(Collected data entries)
- - - - -
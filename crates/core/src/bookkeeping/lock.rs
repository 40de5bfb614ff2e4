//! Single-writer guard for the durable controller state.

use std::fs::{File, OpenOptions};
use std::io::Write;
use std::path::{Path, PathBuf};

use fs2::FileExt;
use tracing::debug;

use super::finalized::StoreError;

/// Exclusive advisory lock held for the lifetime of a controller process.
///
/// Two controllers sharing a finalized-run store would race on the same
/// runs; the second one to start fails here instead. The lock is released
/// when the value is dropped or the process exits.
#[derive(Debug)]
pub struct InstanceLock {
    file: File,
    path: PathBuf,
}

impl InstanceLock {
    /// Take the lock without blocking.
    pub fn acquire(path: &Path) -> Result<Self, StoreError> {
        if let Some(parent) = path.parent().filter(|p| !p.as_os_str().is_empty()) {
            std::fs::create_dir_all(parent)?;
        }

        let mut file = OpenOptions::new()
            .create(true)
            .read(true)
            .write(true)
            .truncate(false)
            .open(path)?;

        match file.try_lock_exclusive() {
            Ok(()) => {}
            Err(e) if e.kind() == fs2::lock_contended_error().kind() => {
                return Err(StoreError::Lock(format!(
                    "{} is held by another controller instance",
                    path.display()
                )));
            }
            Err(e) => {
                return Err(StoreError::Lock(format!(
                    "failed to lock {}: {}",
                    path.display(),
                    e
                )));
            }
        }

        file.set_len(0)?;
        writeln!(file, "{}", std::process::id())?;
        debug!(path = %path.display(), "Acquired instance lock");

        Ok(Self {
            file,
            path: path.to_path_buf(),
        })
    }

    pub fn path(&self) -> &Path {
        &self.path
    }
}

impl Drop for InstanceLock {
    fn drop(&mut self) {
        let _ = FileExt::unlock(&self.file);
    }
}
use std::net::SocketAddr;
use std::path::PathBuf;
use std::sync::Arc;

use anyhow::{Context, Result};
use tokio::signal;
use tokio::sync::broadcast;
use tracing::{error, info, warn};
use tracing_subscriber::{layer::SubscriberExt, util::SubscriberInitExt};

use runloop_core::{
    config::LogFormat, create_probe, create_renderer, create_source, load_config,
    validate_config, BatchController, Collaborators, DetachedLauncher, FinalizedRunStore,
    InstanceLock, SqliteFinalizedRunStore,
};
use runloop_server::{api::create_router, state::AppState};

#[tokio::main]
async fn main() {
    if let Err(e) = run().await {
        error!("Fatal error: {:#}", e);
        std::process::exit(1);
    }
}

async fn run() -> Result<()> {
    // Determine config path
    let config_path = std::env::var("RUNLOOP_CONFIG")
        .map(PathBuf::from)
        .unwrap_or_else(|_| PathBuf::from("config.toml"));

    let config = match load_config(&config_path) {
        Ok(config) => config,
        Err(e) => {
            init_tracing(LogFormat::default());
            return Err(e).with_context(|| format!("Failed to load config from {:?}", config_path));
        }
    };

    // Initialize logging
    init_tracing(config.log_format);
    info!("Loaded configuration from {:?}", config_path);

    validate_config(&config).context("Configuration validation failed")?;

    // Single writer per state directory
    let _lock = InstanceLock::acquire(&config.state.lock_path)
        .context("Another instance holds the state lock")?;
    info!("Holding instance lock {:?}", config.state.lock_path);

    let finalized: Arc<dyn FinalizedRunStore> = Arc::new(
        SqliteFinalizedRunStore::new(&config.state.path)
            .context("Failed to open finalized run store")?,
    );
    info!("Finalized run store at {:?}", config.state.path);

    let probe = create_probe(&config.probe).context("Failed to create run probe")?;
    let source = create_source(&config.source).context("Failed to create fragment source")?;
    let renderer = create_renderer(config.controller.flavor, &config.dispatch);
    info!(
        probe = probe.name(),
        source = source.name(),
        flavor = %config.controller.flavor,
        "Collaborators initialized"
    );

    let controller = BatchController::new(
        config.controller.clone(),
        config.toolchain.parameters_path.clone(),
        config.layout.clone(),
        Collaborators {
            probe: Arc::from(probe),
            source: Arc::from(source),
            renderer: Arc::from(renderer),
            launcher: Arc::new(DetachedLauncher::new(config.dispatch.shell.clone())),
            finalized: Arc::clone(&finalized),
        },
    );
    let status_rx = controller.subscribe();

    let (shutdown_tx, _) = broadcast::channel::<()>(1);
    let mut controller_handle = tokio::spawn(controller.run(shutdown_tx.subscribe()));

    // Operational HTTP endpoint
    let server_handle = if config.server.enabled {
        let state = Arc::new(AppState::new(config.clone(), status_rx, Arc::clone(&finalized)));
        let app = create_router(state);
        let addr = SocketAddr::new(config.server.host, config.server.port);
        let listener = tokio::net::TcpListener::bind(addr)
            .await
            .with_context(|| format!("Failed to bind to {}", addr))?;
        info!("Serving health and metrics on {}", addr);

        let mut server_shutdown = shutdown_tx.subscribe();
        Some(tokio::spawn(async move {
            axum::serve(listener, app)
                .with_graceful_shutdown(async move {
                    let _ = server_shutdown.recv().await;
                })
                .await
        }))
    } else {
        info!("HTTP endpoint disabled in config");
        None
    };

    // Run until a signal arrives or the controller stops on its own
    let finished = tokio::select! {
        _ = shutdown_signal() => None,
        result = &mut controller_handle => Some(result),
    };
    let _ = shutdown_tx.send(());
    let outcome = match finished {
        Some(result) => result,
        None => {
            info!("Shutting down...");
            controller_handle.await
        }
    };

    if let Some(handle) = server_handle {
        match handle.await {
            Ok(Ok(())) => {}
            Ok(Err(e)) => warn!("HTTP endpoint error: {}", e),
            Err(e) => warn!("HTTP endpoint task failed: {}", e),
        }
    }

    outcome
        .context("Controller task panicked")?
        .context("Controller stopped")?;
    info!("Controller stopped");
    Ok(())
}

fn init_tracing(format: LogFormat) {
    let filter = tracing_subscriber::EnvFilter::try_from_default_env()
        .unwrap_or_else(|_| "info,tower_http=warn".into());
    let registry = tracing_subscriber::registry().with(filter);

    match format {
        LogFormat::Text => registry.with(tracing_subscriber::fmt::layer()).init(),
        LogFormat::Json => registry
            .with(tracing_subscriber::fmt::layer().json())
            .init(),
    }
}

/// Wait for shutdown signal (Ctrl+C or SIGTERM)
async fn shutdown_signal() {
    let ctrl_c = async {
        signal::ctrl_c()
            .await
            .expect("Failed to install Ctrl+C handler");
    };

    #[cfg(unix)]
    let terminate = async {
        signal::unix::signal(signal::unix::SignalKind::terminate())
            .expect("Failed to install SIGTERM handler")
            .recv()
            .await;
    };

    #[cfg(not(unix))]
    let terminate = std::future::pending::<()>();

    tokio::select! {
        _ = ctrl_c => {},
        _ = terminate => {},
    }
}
- - - - -
▶ **Prompt**
Give the lines from the one containing "to install SIGTERM" through the end of the entries again, exactly as written and with no other lines.

▶ **Answer space**
            .expect("Failed to install SIGTERM handler")
            .recv()
            .await;
    };

    #[cfg(not(unix))]
    let terminate = std::future::pending::<()>();

    tokio::select! {
        _ = ctrl_c => {},
        _ = terminate => {},
    }
}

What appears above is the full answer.